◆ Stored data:
=======

// SPDX-License-Identifier: AGPL-3.0-only
// SPDX-FileCopyrightText: 2025 Steve Clarke <stephenlclarke@mac.com> - https://xyzzy.tools

//! Reading and writing leaves addressed by a [`FieldPath`].
//!
//! Reads stop quietly at the first absent optional or out-of-range index and
//! report the leaf as absent.  Writes are planned on a read-only walk first
//! (absent containers are inspected through detached defaults), so a path
//! that names a missing field or a value that cannot be coerced leaves the
//! target untouched.  Only once the plan succeeds does the mutable walk
//! create optionals and pad sequences.

use crate::engine::coerce::{coerce, is_absent};
use crate::engine::error::{AccessFault, MappingError};
use crate::engine::path::{FieldPath, PathSegment};
use crate::engine::reflect::{Leaf, Record, Reflect, Slot, SlotMut};
use crate::engine::value::{LeafKind, Value};

/// Most default elements a single write may pad a sequence with.
pub const MAX_SEQUENCE_PADDING: usize = 1024;

/// Length a sequence of `current` elements must reach to hold `index`.
fn grown_len(current: usize, index: usize) -> Result<usize, AccessFault> {
    let limit = current.saturating_add(MAX_SEQUENCE_PADDING);
    match index.checked_add(1) {
        Some(wanted) if wanted <= limit => Ok(wanted.max(current)),
        _ => Err(AccessFault::IndexOutOfRange { index, limit }),
    }
}

/// Read the leaf at `path`. `Ok(None)` means some part of the path is absent.
pub fn get(root: &dyn Reflect, path: &FieldPath) -> Result<Option<Value>, MappingError> {
    Ok(locate(root, path)?.map(|found| found.leaf.value()))
}

/// Like [`get`], but also treats a leaf holding its kind's empty value as
/// absent, unless the leaf sits in an optional that was explicitly populated.
pub fn probe(root: &dyn Reflect, path: &FieldPath) -> Result<Option<Value>, MappingError> {
    Ok(locate(root, path)?.and_then(|found| {
        let value = found.leaf.value();
        if !found.explicit && is_absent(&value) {
            None
        } else {
            Some(value)
        }
    }))
}

/// Current length of the sequence at `path`, or `None` when it is unreachable.
pub fn len(root: &dyn Reflect, path: &FieldPath) -> Result<Option<usize>, MappingError> {
    let walk = Walk::read(path);
    let (parents, last) = path.segments().split_at(path.segments().len() - 1);
    let Some(node) = walk.descend(root, parents)? else {
        return Ok(None);
    };
    let Some(record) = walk.record(node, &last[0])? else {
        return Ok(None);
    };
    let field = walk.field(record, &last[0])?;
    if last[0].index.is_some() {
        return Err(walk.fault(&last[0], AccessFault::NotASequence));
    }
    match unwrap_optional(field) {
        None => Ok(None),
        Some(node) => match node.slot() {
            Slot::Sequence(seq) => Ok(Some(seq.len())),
            _ => Err(walk.fault(&last[0], AccessFault::NotASequence)),
        },
    }
}

/// Write `value` to the leaf at `path`, creating containers along the way.
pub fn set(root: &mut dyn Reflect, path: &FieldPath, value: Value) -> Result<(), MappingError> {
    let walk = Walk::write(path);
    let kind = walk.plan(&*root, path.segments(), path.last())?;
    let value = coerce(value, kind)?;
    let leaf = walk.descend_mut(root, path.segments(), path.last())?;
    tracing::trace!(path = %path, value = %value, "assign");
    leaf.assign(value)
}

struct Found<'a> {
    leaf: &'a dyn Leaf,
    explicit: bool,
}

fn locate<'a>(root: &'a dyn Reflect, path: &FieldPath) -> Result<Option<Found<'a>>, MappingError> {
    let walk = Walk::read(path);
    let Some(node) = walk.descend(root, path.segments())? else {
        return Ok(None);
    };
    match node.slot() {
        Slot::Leaf(leaf) => Ok(Some(Found {
            leaf,
            explicit: false,
        })),
        Slot::Optional(optional) => match optional.get() {
            None => Ok(None),
            Some(inner) => match inner.slot() {
                Slot::Leaf(leaf) => Ok(Some(Found {
                    leaf,
                    explicit: true,
                })),
                _ => Err(walk.fault(path.last(), AccessFault::NotALeaf)),
            },
        },
        _ => Err(walk.fault(path.last(), AccessFault::NotALeaf)),
    }
}

/// Look through any number of populated optionals.
fn unwrap_optional(node: &dyn Reflect) -> Option<&dyn Reflect> {
    match node.slot() {
        Slot::Optional(optional) => optional.get().and_then(unwrap_optional),
        _ => Some(node),
    }
}

/// Direction-aware error construction for one path.
struct Walk<'p> {
    path: &'p FieldPath,
    writing: bool,
}

impl<'p> Walk<'p> {
    fn read(path: &'p FieldPath) -> Self {
        Self {
            path,
            writing: false,
        }
    }

    fn write(path: &'p FieldPath) -> Self {
        Self {
            path,
            writing: true,
        }
    }

    fn fault(&self, segment: &PathSegment, fault: AccessFault) -> MappingError {
        let path = self.path.to_string();
        let segment = segment.to_string();
        if self.writing {
            MappingError::PathWrite {
                path,
                segment,
                fault,
            }
        } else {
            MappingError::PathRead {
                path,
                segment,
                fault,
            }
        }
    }

    /// Follow `segments` from `node`; `None` once an optional or index is absent.
    fn descend<'a>(
        &self,
        node: &'a dyn Reflect,
        segments: &[PathSegment],
    ) -> Result<Option<&'a dyn Reflect>, MappingError> {
        let mut node = node;
        for segment in segments {
            let Some(record) = self.record(node, segment)? else {
                return Ok(None);
            };
            let field = self.field(record, segment)?;
            node = match segment.index {
                None => field,
                Some(index) => match self.element(field, index, segment)? {
                    Some(element) => element,
                    None => return Ok(None),
                },
            };
        }
        Ok(Some(node))
    }

    fn record<'a>(
        &self,
        node: &'a dyn Reflect,
        segment: &PathSegment,
    ) -> Result<Option<&'a dyn Record>, MappingError> {
        match unwrap_optional(node) {
            None => Ok(None),
            Some(node) => match node.slot() {
                Slot::Record(record) => Ok(Some(record)),
                Slot::Sequence(_) => Err(self.fault(segment, AccessFault::IndexRequired)),
                _ => Err(self.fault(segment, AccessFault::NotARecord)),
            },
        }
    }

    fn field<'a>(
        &self,
        record: &'a dyn Record,
        segment: &PathSegment,
    ) -> Result<&'a dyn Reflect, MappingError> {
        record.field(&segment.name).ok_or_else(|| {
            self.fault(
                segment,
                AccessFault::UnknownField {
                    record: record.type_name(),
                    field: segment.name.clone(),
                },
            )
        })
    }

    fn element<'a>(
        &self,
        field: &'a dyn Reflect,
        index: usize,
        segment: &PathSegment,
    ) -> Result<Option<&'a dyn Reflect>, MappingError> {
        match unwrap_optional(field) {
            None => Ok(None),
            Some(node) => match node.slot() {
                Slot::Sequence(seq) => Ok(seq.get(index)),
                _ => Err(self.fault(segment, AccessFault::NotASequence)),
            },
        }
    }

    /// Resolve the leaf kind a write would land on, without mutating.
    fn plan(
        &self,
        node: &dyn Reflect,
        segments: &[PathSegment],
        last: &PathSegment,
    ) -> Result<LeafKind, MappingError> {
        let Some((segment, rest)) = segments.split_first() else {
            return match node.slot() {
                Slot::Leaf(leaf) => Ok(leaf.kind()),
                Slot::Optional(optional) => match optional.get() {
                    Some(inner) => self.plan(inner, segments, last),
                    None => self.plan(optional.scratch().as_ref(), segments, last),
                },
                _ => Err(self.fault(last, AccessFault::NotALeaf)),
            };
        };

        match node.slot() {
            Slot::Optional(optional) => match optional.get() {
                Some(inner) => self.plan(inner, segments, last),
                None => self.plan(optional.scratch().as_ref(), segments, last),
            },
            Slot::Record(record) => {
                let field = self.field(record, segment)?;
                match segment.index {
                    None => self.plan(field, rest, last),
                    Some(index) => self.plan_element(field, index, segment, rest, last),
                }
            }
            Slot::Sequence(_) => Err(self.fault(segment, AccessFault::IndexRequired)),
            Slot::Leaf(_) => Err(self.fault(segment, AccessFault::NotARecord)),
        }
    }

    fn plan_element(
        &self,
        field: &dyn Reflect,
        index: usize,
        segment: &PathSegment,
        rest: &[PathSegment],
        last: &PathSegment,
    ) -> Result<LeafKind, MappingError> {
        match field.slot() {
            Slot::Optional(optional) => match optional.get() {
                Some(inner) => self.plan_element(inner, index, segment, rest, last),
                None => {
                    self.plan_element(optional.scratch().as_ref(), index, segment, rest, last)
                }
            },
            Slot::Sequence(seq) => match seq.get(index) {
                Some(element) => self.plan(element, rest, last),
                None => {
                    grown_len(seq.len(), index).map_err(|fault| self.fault(segment, fault))?;
                    self.plan(seq.scratch().as_ref(), rest, last)
                }
            },
            _ => Err(self.fault(segment, AccessFault::NotASequence)),
        }
    }

    /// Mutable walk that creates what is missing. Only called after `plan`.
    fn descend_mut<'a>(
        &self,
        node: &'a mut dyn Reflect,
        segments: &[PathSegment],
        last: &PathSegment,
    ) -> Result<&'a mut dyn Leaf, MappingError> {
        let Some((segment, rest)) = segments.split_first() else {
            return match node.slot_mut() {
                SlotMut::Leaf(leaf) => Ok(leaf),
                SlotMut::Optional(optional) => {
                    self.descend_mut(optional.get_or_insert(), segments, last)
                }
                _ => Err(self.fault(last, AccessFault::NotALeaf)),
            };
        };

        match node.slot_mut() {
            SlotMut::Optional(optional) => {
                self.descend_mut(optional.get_or_insert(), segments, last)
            }
            SlotMut::Record(record) => {
                let type_name = record.type_name();
                let field = record.field_mut(&segment.name).ok_or_else(|| {
                    self.fault(
                        segment,
                        AccessFault::UnknownField {
                            record: type_name,
                            field: segment.name.clone(),
                        },
                    )
                })?;
                match segment.index {
                    None => self.descend_mut(field, rest, last),
                    Some(index) => self.element_mut(field, index, segment, rest, last),
                }
            }
            SlotMut::Sequence(_) => Err(self.fault(segment, AccessFault::IndexRequired)),
            SlotMut::Leaf(_) => Err(self.fault(segment, AccessFault::NotARecord)),
        }
    }

    fn element_mut<'a>(
        &self,
        field: &'a mut dyn Reflect,
        index: usize,
        segment: &PathSegment,
        rest: &[PathSegment],
        last: &PathSegment,
    ) -> Result<&'a mut dyn Leaf, MappingError> {
        match field.slot_mut() {
            SlotMut::Optional(optional) => {
                self.element_mut(optional.get_or_insert(), index, segment, rest, last)
            }
            SlotMut::Sequence(seq) => {
                let wanted =
                    grown_len(seq.len(), index).map_err(|fault| self.fault(segment, fault))?;
                seq.grow_to(wanted);
                match seq.get_mut(index) {
                    Some(element) => self.descend_mut(element, rest, last),
                    None => Err(self.fault(segment, AccessFault::NotASequence)),
                }
            }
            _ => Err(self.fault(segment, AccessFault::NotASequence)),
        }
    }
}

=======

◆ WHAT THE EXERCISE ASKS: Copy exactly the lines above, starting at the opening line and finishing at the line in which "Length a sequence" occurs.

◆ OUTPUT:
// SPDX-License-Identifier: AGPL-3.0-only
// SPDX-FileCopyrightText: 2025 Steve Clarke <stephenlclarke@mac.com> - https://xyzzy.tools

//! Reading and writing leaves addressed by a [`FieldPath`].
//!
//! Reads stop quietly at the first absent optional or out-of-range index and
//! report the leaf as absent.  Writes are planned on a read-only walk first
//! (absent containers are inspected through detached defaults), so a path
//! that names a missing field or a value that cannot be coerced leaves the
//! target untouched.  Only once the plan succeeds does the mutable walk
//! create optionals and pad sequences.

use crate::engine::coerce::{coerce, is_absent};
use crate::engine::error::{AccessFault, MappingError};
use crate::engine::path::{FieldPath, PathSegment};
use crate::engine::reflect::{Leaf, Record, Reflect, Slot, SlotMut};
use crate::engine::value::{LeafKind, Value};

/// Most default elements a single write may pad a sequence with.
pub const MAX_SEQUENCE_PADDING: usize = 1024;

/// Length a sequence of `current` elements must reach to hold `index`.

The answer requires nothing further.